Em Julho de 1908, a equipa de Leiden obteve uma relação quase linear, sendo a temperatura mais baixa de 14 K. Pretendendo estender o estudo a temperaturas ainda mais baixas, Onnes retomou o seu projecto inicial, levando a cabo a primeira liquefacção do hélio. O seu laboratório tinha conseguido o acesso a quantidades elevadas de hélio de uma das maiores reservas mundiais deste gás, na Carolina do Norte (Estados Unidos da América). Com acesso exclusivo à tecnologia e à matéria-prima, não tinha que recear concorrência directa por parte de nenhum outro grupo.
Foi então que a equipa de Onnes deparou com um novo problema – a transferência do hélio líquido do liquidificador para um outro criostato, uma vez que o primeiro não possuía o espaço necessário para as experiências. Em Maio de 1910, o hélio líquido foi transferido para um criostato com paredes duplas e um contentor mais pequeno ligado a um complexo sistema de bombas de vácuo, as quais conseguiram diminuir, sequencialmente, a pressão no interior do contentor até 1,316 x 10^-4 atm. Neste novo criostato, conseguiu-se atingir os 1,1 K. Porém, posteriores experiências com platina (de modo a prosseguir o anterior estudo a partir dos 14 K) revelaram-se um fracasso. Foi projectado um novo criostato, que levou cerca de nove meses a ficar operacional. Uma vez que, por toda a Europa, começavam a ser efectuadas medições de calor específico, Onnes decidiu não esperar pela construção do novo criostato, expandido o liquidificador original para que pudesse acomodar um fio de platina. Assim, em Dezembro de 1910, reiniciou a experiência, observando que a resistividade eléctrica da platina ficava constante abaixo dos 4,25 K. Onnes concluiu de imediato que este valor residual de resistividade se devia a impurezas presentes no fio de platina, e que, num metal puro, a resistividade devia ser nula à temperatura de 0 K.

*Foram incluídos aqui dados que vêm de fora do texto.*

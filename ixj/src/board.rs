use ixj_pac::device::{Addressing, PortAddress, PortIo, Window, XilinxWindow};
use ixj_pac::register::{SlicState, SCRW, SLICW};
use log::warn;

use crate::clock::{SharedClock, Tick};
use crate::dsp::{Dsp, SharedIo};
use crate::error::{Error, Result};
use crate::hook::CardKind;

/// Refuse a base the card's address decoder can't sit at.
pub(crate) fn check_base(window: Window, base: PortAddress) -> Result<()> {
    if Addressing::is_valid_base(window, base) {
        Ok(())
    } else {
        warn!("{window:?} window can't start at 0x{base:03x}");
        Err(Error::Invalid("port base"))
    }
}

/// Both windows must decode and must not share a port.
pub(crate) fn check_bases(dsp_base: PortAddress, xilinx_base: PortAddress) -> Result<()> {
    check_base(Window::Dsp, dsp_base)?;
    check_base(Window::Xilinx, xilinx_base)?;
    if Addressing::overlaps((Window::Dsp, dsp_base), (Window::Xilinx, xilinx_base)) {
        warn!("DSP 0x{dsp_base:03x} and PLD 0x{xilinx_base:03x} windows overlap");
        return Err(Error::Invalid("port base"));
    }
    Ok(())
}

/// The fixed hardware resources of one card: its port windows, the DSP
/// command channel and the tick clock.
///
/// Nothing in here needs the card's exclusive access; the DSP guards its own
/// command channel.
pub struct Board {
    pub kind: CardKind,
    pub dsp: Dsp,
    io: SharedIo,
    xilinx_base: PortAddress,
    clock: SharedClock,
}

impl Board {
    pub fn new(
        kind: CardKind,
        io: SharedIo,
        dsp_base: PortAddress,
        xilinx_base: PortAddress,
        clock: SharedClock,
        command_timeout_ms: u32,
    ) -> Self {
        let timeout = clock.ticks_from_ms(command_timeout_ms);
        Self {
            kind,
            dsp: Dsp::new(io.clone(), dsp_base, clock.clone(), timeout),
            io,
            xilinx_base,
            clock,
        }
    }

    pub fn xilinx(&self) -> XilinxWindow<'_, dyn PortIo + Send + Sync> {
        XilinxWindow::new(&*self.io, self.xilinx_base)
    }

    pub fn now(&self) -> Tick {
        self.clock.now()
    }

    pub fn hz(&self) -> u32 {
        self.clock.hz()
    }

    pub fn ticks_from_ms(&self, ms: u32) -> u32 {
        self.clock.ticks_from_ms(ms)
    }

    /// SLIC state as reported by the PLD, for cards that have one.
    pub fn slic_state(&self) -> Option<SlicState> {
        match self.kind {
            CardKind::PhoneJack => None,
            CardKind::PhoneCard => Some(self.xilinx().pslic().read().state()),
            _ => Some(self.xilinx().slicr().read().state()),
        }
    }
}

/// Shadows of the write-only PLD registers.
#[derive(Copy, Clone, Debug)]
pub struct Pld {
    scrw: SCRW,
    slicw: SLICW,
}

impl Default for Pld {
    fn default() -> Self {
        Self {
            scrw: SCRW::new(),
            slicw: SLICW::new(),
        }
    }
}

impl Pld {
    pub fn scrw(&self) -> SCRW {
        self.scrw
    }

    pub fn slicw(&self) -> SLICW {
        self.slicw
    }

    pub fn write_scrw<F>(&mut self, board: &Board, f: F)
    where
        F: FnOnce(SCRW) -> SCRW,
    {
        self.scrw = f(self.scrw);
        board.xilinx().scrw().write_value(self.scrw);
    }

    pub fn write_slicw<F>(&mut self, board: &Board, f: F)
    where
        F: FnOnce(SLICW) -> SLICW,
    {
        self.slicw = f(self.slicw);
        board.xilinx().slicw().write_value(self.slicw);
    }

    /// Command the SLIC. The ISA PhoneJACK has no SLIC register; the call is
    /// ignored there.
    pub fn set_slic_state(&mut self, board: &Board, state: SlicState) {
        match board.kind {
            CardKind::PhoneJack => {}
            CardKind::PhoneCard => {
                board.xilinx().pslic().write(|w| w.with_power(true).with_state(state));
            }
            _ => self.write_slicw(board, |w| w.with_state(state)),
        }
    }
}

Foi com base nestas observações e conclusão que a equipa de Leiden decidiu usar mercúrio, devido à sua fácil purificação (por dupla destilação). A 8 de Abril de 1911, o novo criostato estava pronto para a sua primeira utilização. Apesar de esta experiência ter como principal finalidade o teste da transferência do hélio líquido para o criostato externo, a confiança dos técnicos era tal que o equipamento trazia já instalado o termómetro de hélio (gasoso) e as amostras de ouro e mercúrio (solidificado), para as medições de resistividade a várias temperaturas. Estando o novo equipamento operacional, em menos de 24 horas, a equipa de Onnes conseguiu finalizar as medições, observando pela primeira vez a transição superfluida do hélio líquido a 2,2 K (a qual resultou numa taxa de variação da temperatura bastante alta). Um mês depois, Onnes decidiu repetir a experiência, mas ao contrário, aumentando a temperatura do sistema, observando o “aparecimento” da resistividade do metal e prosseguindo até temperaturas mais altas, de modo a conseguir traçar a curva resistividade – temperatura.
Foi já nos finais de 1912 que os cientistas do laboratório de Leiden descobriram que estanho e chumbo eram igualmente supercondutores, com temperaturas de transição de 4 e 6 K, respectivamente. Com esta descoberta deixavam de ser necessários os procedimentos para um tão grande arrefecimento e purificação associados à utilização do mercúrio, ficando mais fácil a realização de experiências sobre supercondutividade.